Raz do roku na ulicach Krakowa pojawia się tatarski najeźdźca. Jego barwny przemarsz ściąga tłumy widzów, którzy nie tylko nie próbują z nim walczyć, ale wręcz nie uchylają się przed razami jego buławy!

Lajkonik – zwany także Tatarzynem lub konikiem zwierzynieckim – jest jednym z głównych symboli Krakowa. Przemarsz Lajkonika ulicami miasta to zwyczaj kultywowany od wieków w pierwszy czwartek po święcie Bożego Ciała.
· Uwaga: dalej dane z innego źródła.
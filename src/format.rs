//! Caps: format descriptor sets and their algebra.
//!
//! Caps describe what data a pad can carry. They are an ordered list of
//! alternative [`Structure`]s (first is preferred), or the special ANY value.
//! A structure is a media type name plus named fields whose [`Value`]s can be
//! fixed, a range, or a list of alternatives.
//!
//! # Caps Negotiation
//!
//! - [`Caps::intersect`]: common ground between two descriptors
//! - [`Caps::is_subset`]: containment test
//! - [`Caps::is_fixed`]: exactly one structure with only concrete values
//! - [`Caps::fixate_nearest`]: deterministic reduction to a fixed format
//!
//! ```rust
//! use parallax_transform::format::{Caps, Structure};
//!
//! let template = Caps::builder("audio/x-raw")
//!     .field("rate", 8000..=48000)
//!     .field("channels", vec![2, 1])
//!     .build();
//! let input = Caps::builder("audio/x-raw")
//!     .field("rate", 44100)
//!     .field("channels", 2)
//!     .build();
//!
//! let common = template.intersect(&input);
//! assert!(common.is_fixed());
//! assert!(input.is_subset(&template));
//! ```
//!
//! Caps are immutable once shared: clones share storage and mutation goes
//! through [`Caps::make_mut`], which copies on write.

use smallvec::SmallVec;
use std::cmp::Ordering;
use std::fmt;
use std::ops::RangeInclusive;
use std::sync::Arc;

// ============================================================================
// Fraction
// ============================================================================

/// A rational number, e.g. a framerate.
///
/// Equality and ordering compare the rational value, so `1/2 == 2/4`.
#[derive(Clone, Copy, Debug)]
pub struct Fraction {
    num: i32,
    den: i32,
}

impl Fraction {
    /// Create a fraction; the sign is moved to the numerator.
    ///
    /// # Panics
    ///
    /// Panics if `den` is zero.
    pub const fn new(num: i32, den: i32) -> Self {
        assert!(den != 0, "fraction denominator must not be zero");
        if den < 0 {
            Self { num: -num, den: -den }
        } else {
            Self { num, den }
        }
    }

    /// Numerator.
    #[inline]
    pub const fn numer(self) -> i32 {
        self.num
    }

    /// Denominator (always positive).
    #[inline]
    pub const fn denom(self) -> i32 {
        self.den
    }
}

impl PartialEq for Fraction {
    fn eq(&self, other: &Self) -> bool {
        self.cmp(other) == Ordering::Equal
    }
}

impl Eq for Fraction {}

impl PartialOrd for Fraction {
    fn partial_cmp(&self, other: &Self) -> Option<Ordering> {
        Some(self.cmp(other))
    }
}

impl Ord for Fraction {
    fn cmp(&self, other: &Self) -> Ordering {
        (self.num as i64 * other.den as i64).cmp(&(other.num as i64 * self.den as i64))
    }
}

impl fmt::Display for Fraction {
    fn fmt(&self, f: &mut fmt::Formatter<'_>) -> fmt::Result {
        write!(f, "{}/{}", self.num, self.den)
    }
}

// ============================================================================
// Value
// ============================================================================

/// A field value: fixed, a range, or a list of alternatives.
#[derive(Clone, Debug, PartialEq, Eq)]
pub enum Value {
    /// Fixed integer.
    Int(i64),
    /// Inclusive integer range.
    IntRange {
        /// Minimum acceptable value.
        min: i64,
        /// Maximum acceptable value.
        max: i64,
    },
    /// Fixed fraction.
    Fraction(Fraction),
    /// Inclusive fraction range.
    FractionRange {
        /// Minimum acceptable value.
        min: Fraction,
        /// Maximum acceptable value.
        max: Fraction,
    },
    /// Fixed boolean.
    Bool(bool),
    /// Fixed string.
    Str(String),
    /// Ordered alternatives (first is preferred).
    List(Vec<Value>),
}

/// Largest integer range that subset tests expand against a list.
const MAX_EXPANDED_RANGE: i64 = 64;

impl Value {
    /// Build a list value, collapsing a single alternative.
    pub fn list(items: impl IntoIterator<Item = impl Into<Value>>) -> Self {
        let items: Vec<Value> = items.into_iter().map(Into::into).collect();
        Self::from_alternatives(items).unwrap_or(Self::List(Vec::new()))
    }

    fn from_alternatives(mut items: Vec<Value>) -> Option<Self> {
        match items.len() {
            0 => None,
            1 => items.pop(),
            _ => Some(Self::List(items)),
        }
    }

    fn alternatives(&self) -> &[Value] {
        match self {
            Self::List(items) => items,
            other => std::slice::from_ref(other),
        }
    }

    /// Whether this is a single concrete value.
    #[inline]
    pub fn is_fixed(&self) -> bool {
        matches!(
            self,
            Self::Int(_) | Self::Fraction(_) | Self::Bool(_) | Self::Str(_)
        )
    }

    /// Intersect two values, `None` if they share nothing.
    ///
    /// Alternatives keep the order of `self`.
    pub fn intersect(&self, other: &Self) -> Option<Self> {
        let mut out: Vec<Value> = Vec::new();
        for a in self.alternatives() {
            for b in other.alternatives() {
                if let Some(v) = intersect_single(a, b) {
                    if !out.contains(&v) {
                        out.push(v);
                    }
                }
            }
        }
        Self::from_alternatives(out)
    }

    /// Whether every value accepted by `self` is accepted by `other`.
    pub fn is_subset(&self, other: &Self) -> bool {
        self.alternatives().iter().all(|a| single_is_subset(a, other))
    }

    /// Default fixation: minimum of a range, first entry of a list.
    pub fn fixate(&self) -> Self {
        match self {
            Self::IntRange { min, .. } => Self::Int(*min),
            Self::FractionRange { min, .. } => Self::Fraction(*min),
            Self::List(items) => items.first().map_or_else(|| self.clone(), Self::fixate),
            fixed => fixed.clone(),
        }
    }

    /// Fixate towards `target`: a range takes the accepted value nearest
    /// it, anything else its default.
    ///
    /// Lists always take their first alternative, whatever the target.
    pub fn fixate_nearest(&self, target: &Self) -> Self {
        match (self, target) {
            (Self::IntRange { min, max }, Self::Int(t)) => Self::Int((*t).clamp(*min, *max)),
            (Self::FractionRange { min, max }, Self::Fraction(t)) => {
                Self::Fraction((*t).clamp(*min, *max))
            }
            _ => self.fixate(),
        }
    }
}

fn int_range(min: i64, max: i64) -> Option<Value> {
    match min.cmp(&max) {
        Ordering::Less => Some(Value::IntRange { min, max }),
        Ordering::Equal => Some(Value::Int(min)),
        Ordering::Greater => None,
    }
}

fn fraction_range(min: Fraction, max: Fraction) -> Option<Value> {
    match min.cmp(&max) {
        Ordering::Less => Some(Value::FractionRange { min, max }),
        Ordering::Equal => Some(Value::Fraction(min)),
        Ordering::Greater => None,
    }
}

fn intersect_single(a: &Value, b: &Value) -> Option<Value> {
    use Value::*;
    match (a, b) {
        (Int(x), Int(y)) => (x == y).then_some(Int(*x)),
        (Int(x), IntRange { min, max }) | (IntRange { min, max }, Int(x)) => {
            (min <= x && x <= max).then_some(Int(*x))
        }
        (IntRange { min: a0, max: a1 }, IntRange { min: b0, max: b1 }) => {
            int_range(*a0.max(b0), *a1.min(b1))
        }
        (Fraction(x), Fraction(y)) => (x == y).then_some(Fraction(*x)),
        (Fraction(x), FractionRange { min, max }) | (FractionRange { min, max }, Fraction(x)) => {
            (min <= x && x <= max).then_some(Fraction(*x))
        }
        (FractionRange { min: a0, max: a1 }, FractionRange { min: b0, max: b1 }) => {
            fraction_range(*a0.max(b0), *a1.min(b1))
        }
        (Bool(x), Bool(y)) => (x == y).then_some(Bool(*x)),
        (Str(x), Str(y)) => (x == y).then(|| Str(x.clone())),
        _ => None,
    }
}

fn single_within(a: &Value, b: &Value) -> bool {
    use Value::*;
    match (a, b) {
        (Int(x), Int(y)) => x == y,
        (Int(x), IntRange { min, max }) => min <= x && x <= max,
        (IntRange { min: a0, max: a1 }, IntRange { min: b0, max: b1 }) => b0 <= a0 && a1 <= b1,
        (IntRange { min, max }, Int(y)) => min == y && max == y,
        (Fraction(x), Fraction(y)) => x == y,
        (Fraction(x), FractionRange { min, max }) => min <= x && x <= max,
        (FractionRange { min: a0, max: a1 }, FractionRange { min: b0, max: b1 }) => {
            b0 <= a0 && a1 <= b1
        }
        (FractionRange { min, max }, Fraction(y)) => min == y && max == y,
        (Bool(x), Bool(y)) => x == y,
        (Str(x), Str(y)) => x == y,
        _ => false,
    }
}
Legenda z nim związana sięga historycznych wydarzeń z 1287 roku. Pod miasto niepostrzeżenie zakradły się wówczas tatarskie wojska – Tatarzy postanowili przenocować nad Wisłą, w pobliżu wsi Zwierzyniec, aby z samego rana przystąpić do ataku na miasto. Tam też spostrzegli ich flisacy (zwani także włóczkami). Napadli na śpiących Tatarów, ratując w ten sposób miasto przed grabieżą. Następnie przebrali się w azjatyckie stroje i wjechali na zdobycznych koniach do miasta, budząc początkowo przerażenie, później zaś radość mieszkańców. Burmistrz Krakowa ogłosił wówczas, że na pamiątkę tego wydarzenia raz do roku do miasta wjeżdżał będzie flisak przebrany za chana tatarskiego na czele orszaku krakowskich włóczków. Współcześnie podczas tradycyjnego pochodu ze Zwierzyńca na Rynek Główny Lajkonik rozdaje buławą razy – na szczęście!

KChD – “Krakowskie Mordoki” (2022)

Kraków – o czym myślimy, słysząc to słowo?

Pierwsze skojarzenia zapewne przywodzą na myśl miejsca oczywiste: Rynek, Wawel, Kościół Mariacki czy Sukiennice. Następnie zwracamy się ku klimatycznym uliczkom Kazimierza, atmosferze miasta oraz artystom i poetom, którzy kiedyś tu mieszkali i zostawili swoje serca. Kraków ma wiele twarzy. Każdy dostrzega w nim coś pięknego i magicznego. Każdy ma swój własny Kraków – ten, do którego zawsze powraca.

Dzisiaj chcemy zaprosić Was na wycieczkę po Krakowie widzianym naszymi oczami. Po mieście tajemniczym, pełnym zagadek i legend. Po mieście Smoka Wawelskiego i Szewczyka, Czarnej Damy, Lajkonika i Krakowskich Mordoków – tajemniczych istot żyjących w naszej wyobraźni.

Te śliczne, włochate stworzenia zrodziły się, by pokazać inny Kraków – pełen muzyki, zabawy i radości. Ale niech Was nie zmyli łagodny wygląd naszych Mordoków. Mają one, podobnie jak dzieci, naturę rozrabiaków, psotników i figlarzy!